Earlier this month the Insurance Research Council published a new paper on telematics and their impact on the insured party. They worked with over 1,000 drivers to establish whether the use of a black box in a car had any impact on their driving and on road behaviour.
What Did They Find?
- More than 1/3 of drivers reported that they had altered their driving behaviour to a small extent after having the black box installed
- Nearly 20% of drivers reported that they’d made major changes to their driving behaviour after using a telematics device from their insurer
In total 54% of drivers said that they had changed the way that they drive because of telematics from the insurer.

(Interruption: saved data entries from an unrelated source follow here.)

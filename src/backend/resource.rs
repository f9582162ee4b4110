use fake::{Dummy, Faker, Rng};
use serde::{Deserialize, Deserializer, Serialize};
use std::fmt;

/// Defines user data structure.
///
#[derive(Clone, Debug, Dummy, PartialEq, Eq, Deserialize)]
pub struct User {
    pub id: i64,
    pub username: String,
    #[serde(default)]
    pub fname: String,
    #[serde(default)]
    pub lname: String,
    #[serde(default)]
    pub role_id: Option<i64>,
    #[serde(default)]
    pub role_name: Option<String>,
}

impl User {
    /// Returns first and last name, or the username when both are blank.
    ///
    pub fn display_name(&self) -> String {
        let full = format!("{} {}", self.fname, self.lname);
        let full = full.trim();
        if full.is_empty() {
            self.username.clone()
        } else {
            full.to_string()
        }
    }
}

/// Defines role data structure.
///
#[derive(Clone, Debug, Dummy, PartialEq, Eq, Deserialize)]
pub struct Role {
    pub id: i64,
    pub name: String,
    #[serde(default)]
    pub description: String,
}

/// Defines case type catalog entry.
///
#[derive(Clone, Debug, Dummy, PartialEq, Eq, Deserialize)]
pub struct CaseType {
    #[serde(deserialize_with = "identifier")]
    pub id: String,
    pub name: String,
}

/// Defines case status values known to the front-end.
///
#[derive(Clone, Copy, Debug, PartialEq, Eq, Hash, Deserialize)]
#[serde(from = "String")]
pub enum CaseStatus {
    Pending,
    InProgress,
    Completed,
    Unknown,
}

impl CaseStatus {
    /// Statuses a list can be filtered by, in display order.
    ///
    pub const ALL: [CaseStatus; 3] = [
        CaseStatus::Pending,
        CaseStatus::InProgress,
        CaseStatus::Completed,
    ];
}

impl Dummy<Faker> for CaseStatus {
    fn dummy_with_rng<R: Rng + ?Sized>(_: &Faker, rng: &mut R) -> Self {
        CaseStatus::ALL[rng.gen_range(0..CaseStatus::ALL.len())]
    }
}

impl From<String> for CaseStatus {
    fn from(value: String) -> Self {
        match value.trim().to_lowercase().replace(['_', ' '], "-").as_str() {
            "pending" => CaseStatus::Pending,
            "in-progress" => CaseStatus::InProgress,
            "completed" => CaseStatus::Completed,
            _ => CaseStatus::Unknown,
        }
    }
}

impl fmt::Display for CaseStatus {
    fn fmt(&self, f: &mut fmt::Formatter<'_>) -> fmt::Result {
        let label = match self {
            CaseStatus::Pending => "Pending",
            CaseStatus::InProgress => "In progress",
            CaseStatus::Completed => "Completed",
            CaseStatus::Unknown => "Unknown",
        };
        write!(f, "{}", label)
    }
}

/// Defines case data structure as returned by the case list endpoint.
///
#[derive(Clone, Debug, Dummy, PartialEq, Eq, Deserialize)]
pub struct Case {
    #[serde(default, deserialize_with = "identifier")]
    pub id: String,
    pub title: String,
    #[serde(default, alias = "caseType", deserialize_with = "optional_identifier")]
    pub case_type: Option<String>,
    #[serde(default)]
    pub description: String,
    #[serde(default)]
    pub location: String,
    #[serde(default = "unknown_status")]
    pub status: CaseStatus,
    #[serde(default)]
    pub created_at: Option<String>, // RFC 3339 as sent by the backend
}

fn unknown_status() -> CaseStatus {
    CaseStatus::Unknown
}

/// Defines exportable column catalog entry.
///
#[derive(Clone, Debug, Dummy, PartialEq, Eq, Deserialize)]
pub struct ExportColumn {
    pub key: String,
    pub label: String,
}

/// Count of users holding a role.
///
#[derive(Clone, Debug, Dummy, PartialEq, Eq, Deserialize)]
pub struct RoleCount {
    pub role: String,
    pub count: u64,
}

/// Count of today's cases in a status.
///
#[derive(Clone, Debug, Dummy, PartialEq, Eq, Deserialize)]
pub struct StatusCount {
    pub status: String,
    pub count: u64,
}

/// Count of today's cases of a type.
///
#[derive(Clone, Debug, Dummy, PartialEq, Eq, Deserialize)]
pub struct TypeCount {
    #[serde(rename = "type")]
    pub case_type: String,
    pub count: u64,
}

/// Binary blob attached to a new case.
///
#[derive(Clone, Debug, PartialEq, Eq)]
pub struct Attachment {
    pub file_name: String,
    pub content_type: String,
    pub bytes: Vec<u8>,
}

/// Transfer payload for case creation.
///
#[derive(Clone, Debug, PartialEq, Eq)]
pub struct NewCase {
    pub case_type: String,
    pub title: String,
    pub description: String,
    pub location: String,
    pub submitter_id: Option<i64>,
    pub attachments: Vec<Attachment>,
}

/// Echo returned by the backend after a case was created.
///
#[derive(Clone, Debug, PartialEq, Eq, Deserialize)]
pub struct CreatedCase {
    #[serde(default)]
    pub message: Option<String>,
    #[serde(default)]
    pub case_id: Option<i64>,
}

/// Transfer payload for user creation.
///
#[derive(Clone, Debug, PartialEq, Eq, Serialize)]
pub struct NewUser {
    pub username: String,
    pub password: String,
    pub fname: String,
    pub lname: String,
    pub role_id: i64,
}

/// Accept identifiers sent either as JSON strings or numbers.
///
fn identifier<'de, D>(deserializer: D) -> Result<String, D::Error>
where
    D: Deserializer<'de>,
{
    #[derive(Deserialize)]
    #[serde(untagged)]
    enum Raw {
        Text(String),
        Number(i64),
    }

    Ok(match Raw::deserialize(deserializer)? {
        Raw::Text(text) => text,
        Raw::Number(number) => number.to_string(),
    })
}

fn optional_identifier<'de, D>(deserializer: D) -> Result<Option<String>, D::Error>
where
    D: Deserializer<'de>,
{
    #[derive(Deserialize)]
    #[serde(untagged)]
    enum Raw {
        Text(String),
        Number(i64),
    }

    Ok(match Option::<Raw>::deserialize(deserializer)? {
        Some(Raw::Text(text)) => Some(text),
        Some(Raw::Number(number)) => Some(number.to_string()),
        None => None,
    })
}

The survey also discovered that more than 4 out of 5 drivers had been given information by the insurers to help improve their driving behaviour and that 81% of those drivers had read that information. Of those that read the information nearly 90% said that they found the information useful.
What Does This Mean?
We’re a little sceptical of survey data when it comes to reporting improvements in behaviour. We know, for example, that when people who are dieting are asked to record what they eat in a day – they significantly under-report their consumption. This may be because participants want to fool themselves or it may be that they don’t accurately record data because they forget about it. However, it is a good indication that self-reporting is not a very accurate way to assess the impact of a change in behaviour.
What it probably does mean is that telematics is getting some drivers to think about their driving habits more closely and that some drivers are making changes to their driving because of the technology. As the Insurance Research Council concludes; it is difficult to make any hard conclusions as to how effective these changes are and whether they are sustained or whether they only occur for a short period of time following contact from an insurer.
The data can certainly be seen as a positive indicator that telematics is getting people to consider how they drive but it will take hard and fast evidence from insurers (based on assessments of claims made by similar groups of risk profiles both with and without telematics) before we can be confident that telematics is having any meaningful benefits in terms of the way people drive today.